Records from a data source:
_____

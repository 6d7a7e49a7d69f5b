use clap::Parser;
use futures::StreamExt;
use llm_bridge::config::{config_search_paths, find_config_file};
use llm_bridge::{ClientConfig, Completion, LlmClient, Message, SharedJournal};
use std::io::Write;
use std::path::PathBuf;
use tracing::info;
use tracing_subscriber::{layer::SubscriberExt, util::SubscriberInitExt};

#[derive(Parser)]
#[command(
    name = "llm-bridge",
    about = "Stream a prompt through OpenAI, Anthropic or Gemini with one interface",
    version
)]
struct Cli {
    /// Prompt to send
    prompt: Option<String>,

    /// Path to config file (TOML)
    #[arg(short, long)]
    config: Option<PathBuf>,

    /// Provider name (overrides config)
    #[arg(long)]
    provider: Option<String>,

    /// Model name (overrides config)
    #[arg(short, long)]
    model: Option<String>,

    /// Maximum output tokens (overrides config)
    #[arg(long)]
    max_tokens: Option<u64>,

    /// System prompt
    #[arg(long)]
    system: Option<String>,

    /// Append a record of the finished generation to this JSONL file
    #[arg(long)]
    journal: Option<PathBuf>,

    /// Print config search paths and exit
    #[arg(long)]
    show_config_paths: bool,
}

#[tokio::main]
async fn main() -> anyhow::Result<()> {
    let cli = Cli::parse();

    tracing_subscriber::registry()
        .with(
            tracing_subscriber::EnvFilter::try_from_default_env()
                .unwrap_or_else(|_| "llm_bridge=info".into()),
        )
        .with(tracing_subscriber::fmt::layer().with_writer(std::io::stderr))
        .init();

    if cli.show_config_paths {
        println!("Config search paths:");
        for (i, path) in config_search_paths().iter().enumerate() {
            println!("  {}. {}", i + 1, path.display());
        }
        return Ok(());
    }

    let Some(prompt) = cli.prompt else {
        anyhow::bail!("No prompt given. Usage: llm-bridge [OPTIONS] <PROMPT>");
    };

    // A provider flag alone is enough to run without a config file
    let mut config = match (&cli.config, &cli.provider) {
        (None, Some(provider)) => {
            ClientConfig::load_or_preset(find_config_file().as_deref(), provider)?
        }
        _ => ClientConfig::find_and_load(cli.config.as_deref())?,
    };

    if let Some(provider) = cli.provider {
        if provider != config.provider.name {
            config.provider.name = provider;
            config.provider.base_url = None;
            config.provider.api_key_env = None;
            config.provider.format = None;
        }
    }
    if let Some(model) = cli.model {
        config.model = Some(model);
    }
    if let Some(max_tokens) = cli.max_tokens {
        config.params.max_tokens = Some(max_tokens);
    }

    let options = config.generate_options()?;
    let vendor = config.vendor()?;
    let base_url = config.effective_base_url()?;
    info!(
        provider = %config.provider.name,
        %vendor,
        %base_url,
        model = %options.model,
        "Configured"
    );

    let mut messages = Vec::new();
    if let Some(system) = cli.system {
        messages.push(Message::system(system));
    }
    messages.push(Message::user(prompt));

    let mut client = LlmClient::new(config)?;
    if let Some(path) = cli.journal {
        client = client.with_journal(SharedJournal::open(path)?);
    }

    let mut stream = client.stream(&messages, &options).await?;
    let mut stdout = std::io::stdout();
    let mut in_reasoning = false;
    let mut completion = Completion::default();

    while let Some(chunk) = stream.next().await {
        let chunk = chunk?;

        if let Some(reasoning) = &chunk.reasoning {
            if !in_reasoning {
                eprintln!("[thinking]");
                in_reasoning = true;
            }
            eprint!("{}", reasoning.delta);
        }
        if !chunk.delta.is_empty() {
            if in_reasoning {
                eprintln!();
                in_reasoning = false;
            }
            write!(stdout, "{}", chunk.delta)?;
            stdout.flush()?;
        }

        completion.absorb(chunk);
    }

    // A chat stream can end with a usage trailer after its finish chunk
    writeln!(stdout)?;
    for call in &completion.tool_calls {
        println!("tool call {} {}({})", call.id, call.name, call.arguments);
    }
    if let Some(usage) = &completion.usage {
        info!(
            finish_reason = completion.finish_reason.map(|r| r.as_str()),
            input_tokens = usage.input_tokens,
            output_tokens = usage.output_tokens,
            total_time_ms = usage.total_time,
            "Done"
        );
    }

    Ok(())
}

_____

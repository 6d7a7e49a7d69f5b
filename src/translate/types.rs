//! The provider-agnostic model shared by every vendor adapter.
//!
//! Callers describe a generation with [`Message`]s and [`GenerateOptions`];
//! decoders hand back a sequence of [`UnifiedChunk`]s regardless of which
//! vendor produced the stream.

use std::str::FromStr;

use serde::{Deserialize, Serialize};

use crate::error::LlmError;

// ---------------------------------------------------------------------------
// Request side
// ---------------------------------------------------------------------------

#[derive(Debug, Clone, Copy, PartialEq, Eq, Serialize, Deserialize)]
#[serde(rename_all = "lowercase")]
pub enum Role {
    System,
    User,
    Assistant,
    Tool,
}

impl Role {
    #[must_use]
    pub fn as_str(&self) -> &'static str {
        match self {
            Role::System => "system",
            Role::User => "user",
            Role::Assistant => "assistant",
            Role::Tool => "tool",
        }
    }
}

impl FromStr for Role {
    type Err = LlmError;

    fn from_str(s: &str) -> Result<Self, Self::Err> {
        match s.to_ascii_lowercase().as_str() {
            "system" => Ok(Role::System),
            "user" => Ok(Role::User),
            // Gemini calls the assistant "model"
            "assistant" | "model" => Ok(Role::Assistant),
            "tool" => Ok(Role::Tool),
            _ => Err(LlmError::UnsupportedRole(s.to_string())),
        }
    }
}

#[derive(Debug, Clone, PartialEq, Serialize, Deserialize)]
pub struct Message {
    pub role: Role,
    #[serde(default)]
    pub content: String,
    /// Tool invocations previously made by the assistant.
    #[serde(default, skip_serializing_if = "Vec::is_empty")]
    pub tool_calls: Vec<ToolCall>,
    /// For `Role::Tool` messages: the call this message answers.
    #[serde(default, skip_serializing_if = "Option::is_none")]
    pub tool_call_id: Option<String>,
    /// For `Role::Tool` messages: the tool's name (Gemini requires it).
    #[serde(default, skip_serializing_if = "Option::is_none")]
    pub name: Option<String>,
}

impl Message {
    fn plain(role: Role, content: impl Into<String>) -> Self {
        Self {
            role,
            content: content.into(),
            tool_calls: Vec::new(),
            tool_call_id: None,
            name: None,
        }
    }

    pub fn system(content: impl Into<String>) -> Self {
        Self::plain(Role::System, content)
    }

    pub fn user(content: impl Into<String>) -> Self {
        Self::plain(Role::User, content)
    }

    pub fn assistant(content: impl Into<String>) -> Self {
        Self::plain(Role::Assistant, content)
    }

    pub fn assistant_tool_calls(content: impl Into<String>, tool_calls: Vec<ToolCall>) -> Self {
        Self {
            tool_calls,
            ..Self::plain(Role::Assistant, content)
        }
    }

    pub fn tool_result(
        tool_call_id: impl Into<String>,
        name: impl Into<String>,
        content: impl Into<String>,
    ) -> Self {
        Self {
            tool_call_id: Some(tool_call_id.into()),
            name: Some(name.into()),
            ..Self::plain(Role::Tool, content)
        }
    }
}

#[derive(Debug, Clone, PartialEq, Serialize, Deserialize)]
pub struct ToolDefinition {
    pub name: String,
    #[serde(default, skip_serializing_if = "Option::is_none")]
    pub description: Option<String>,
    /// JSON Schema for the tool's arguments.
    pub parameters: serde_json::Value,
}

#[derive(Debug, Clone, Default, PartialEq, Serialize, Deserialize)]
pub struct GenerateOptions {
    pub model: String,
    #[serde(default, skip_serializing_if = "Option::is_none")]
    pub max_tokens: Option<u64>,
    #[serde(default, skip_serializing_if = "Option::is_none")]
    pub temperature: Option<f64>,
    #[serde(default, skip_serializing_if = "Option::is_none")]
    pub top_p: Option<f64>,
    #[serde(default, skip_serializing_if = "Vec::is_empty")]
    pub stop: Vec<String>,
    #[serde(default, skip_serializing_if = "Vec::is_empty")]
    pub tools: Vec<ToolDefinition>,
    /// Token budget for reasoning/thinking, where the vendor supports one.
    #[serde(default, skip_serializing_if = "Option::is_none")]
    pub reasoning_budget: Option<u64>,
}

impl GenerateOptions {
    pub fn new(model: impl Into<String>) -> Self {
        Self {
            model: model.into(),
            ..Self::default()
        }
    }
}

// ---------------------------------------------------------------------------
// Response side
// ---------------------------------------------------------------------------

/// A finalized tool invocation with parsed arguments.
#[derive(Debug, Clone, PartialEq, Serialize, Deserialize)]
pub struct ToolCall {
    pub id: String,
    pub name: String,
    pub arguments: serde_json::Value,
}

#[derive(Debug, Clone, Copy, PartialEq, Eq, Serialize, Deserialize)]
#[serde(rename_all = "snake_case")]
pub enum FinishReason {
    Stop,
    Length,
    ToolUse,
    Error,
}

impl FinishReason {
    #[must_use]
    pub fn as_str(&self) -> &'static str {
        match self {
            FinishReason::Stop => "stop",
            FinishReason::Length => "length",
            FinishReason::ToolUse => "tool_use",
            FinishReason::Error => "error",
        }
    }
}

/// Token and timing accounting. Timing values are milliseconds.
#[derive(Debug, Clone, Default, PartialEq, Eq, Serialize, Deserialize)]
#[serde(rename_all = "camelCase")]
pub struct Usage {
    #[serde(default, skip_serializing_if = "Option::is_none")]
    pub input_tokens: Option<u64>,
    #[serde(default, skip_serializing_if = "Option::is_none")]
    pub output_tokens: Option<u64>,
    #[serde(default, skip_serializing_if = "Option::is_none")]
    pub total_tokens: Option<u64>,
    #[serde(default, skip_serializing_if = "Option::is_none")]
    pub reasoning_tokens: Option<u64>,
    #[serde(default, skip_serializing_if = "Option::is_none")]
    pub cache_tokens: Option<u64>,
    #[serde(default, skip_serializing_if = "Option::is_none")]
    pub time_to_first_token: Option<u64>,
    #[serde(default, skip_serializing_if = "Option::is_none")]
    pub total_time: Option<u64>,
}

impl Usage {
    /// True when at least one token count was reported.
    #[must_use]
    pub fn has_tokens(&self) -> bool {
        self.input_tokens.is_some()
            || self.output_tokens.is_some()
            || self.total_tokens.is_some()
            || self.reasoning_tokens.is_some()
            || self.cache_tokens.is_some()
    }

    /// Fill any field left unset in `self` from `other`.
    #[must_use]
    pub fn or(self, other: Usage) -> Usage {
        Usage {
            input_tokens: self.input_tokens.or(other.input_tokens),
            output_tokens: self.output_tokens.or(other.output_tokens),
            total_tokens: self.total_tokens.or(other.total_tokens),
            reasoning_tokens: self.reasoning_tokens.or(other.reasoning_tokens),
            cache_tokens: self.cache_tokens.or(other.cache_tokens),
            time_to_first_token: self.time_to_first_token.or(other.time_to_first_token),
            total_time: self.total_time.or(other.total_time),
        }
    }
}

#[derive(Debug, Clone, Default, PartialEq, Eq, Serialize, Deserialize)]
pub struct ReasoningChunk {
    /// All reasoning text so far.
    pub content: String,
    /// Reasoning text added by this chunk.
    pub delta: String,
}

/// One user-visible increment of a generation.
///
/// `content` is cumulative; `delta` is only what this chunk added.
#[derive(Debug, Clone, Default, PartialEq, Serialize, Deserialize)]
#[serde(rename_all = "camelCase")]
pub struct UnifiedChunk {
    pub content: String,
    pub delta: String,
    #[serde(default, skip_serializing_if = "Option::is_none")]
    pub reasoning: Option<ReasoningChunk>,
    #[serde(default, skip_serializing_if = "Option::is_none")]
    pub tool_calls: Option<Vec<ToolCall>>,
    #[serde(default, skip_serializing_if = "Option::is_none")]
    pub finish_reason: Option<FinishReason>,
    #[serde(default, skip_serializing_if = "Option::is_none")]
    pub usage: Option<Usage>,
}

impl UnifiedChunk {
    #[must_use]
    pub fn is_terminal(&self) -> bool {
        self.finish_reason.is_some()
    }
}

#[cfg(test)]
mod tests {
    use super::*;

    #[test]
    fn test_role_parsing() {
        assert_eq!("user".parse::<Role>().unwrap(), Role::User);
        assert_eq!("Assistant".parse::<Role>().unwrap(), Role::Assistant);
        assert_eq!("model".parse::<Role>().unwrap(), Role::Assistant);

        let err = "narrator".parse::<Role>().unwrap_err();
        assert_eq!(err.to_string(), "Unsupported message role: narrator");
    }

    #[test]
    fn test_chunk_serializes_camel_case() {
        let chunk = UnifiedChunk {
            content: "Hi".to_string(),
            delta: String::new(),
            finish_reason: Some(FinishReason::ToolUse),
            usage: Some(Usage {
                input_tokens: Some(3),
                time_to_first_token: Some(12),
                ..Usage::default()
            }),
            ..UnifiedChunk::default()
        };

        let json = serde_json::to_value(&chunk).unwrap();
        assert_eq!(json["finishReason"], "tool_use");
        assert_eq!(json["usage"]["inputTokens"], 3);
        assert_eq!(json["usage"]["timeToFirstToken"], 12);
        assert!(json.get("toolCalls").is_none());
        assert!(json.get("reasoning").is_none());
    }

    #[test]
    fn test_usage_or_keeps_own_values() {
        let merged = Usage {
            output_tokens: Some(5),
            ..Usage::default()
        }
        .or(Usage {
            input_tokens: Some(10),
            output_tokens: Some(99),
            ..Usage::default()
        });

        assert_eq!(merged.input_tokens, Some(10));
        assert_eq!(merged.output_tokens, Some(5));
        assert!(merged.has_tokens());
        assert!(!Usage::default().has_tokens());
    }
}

_____

Read through the records above and copy the lines that contain "anyhow".

async fn main() -> anyhow::Result<()> {
        anyhow::bail!("No prompt given. Usage: llm-bridge [OPTIONS] <PROMPT>");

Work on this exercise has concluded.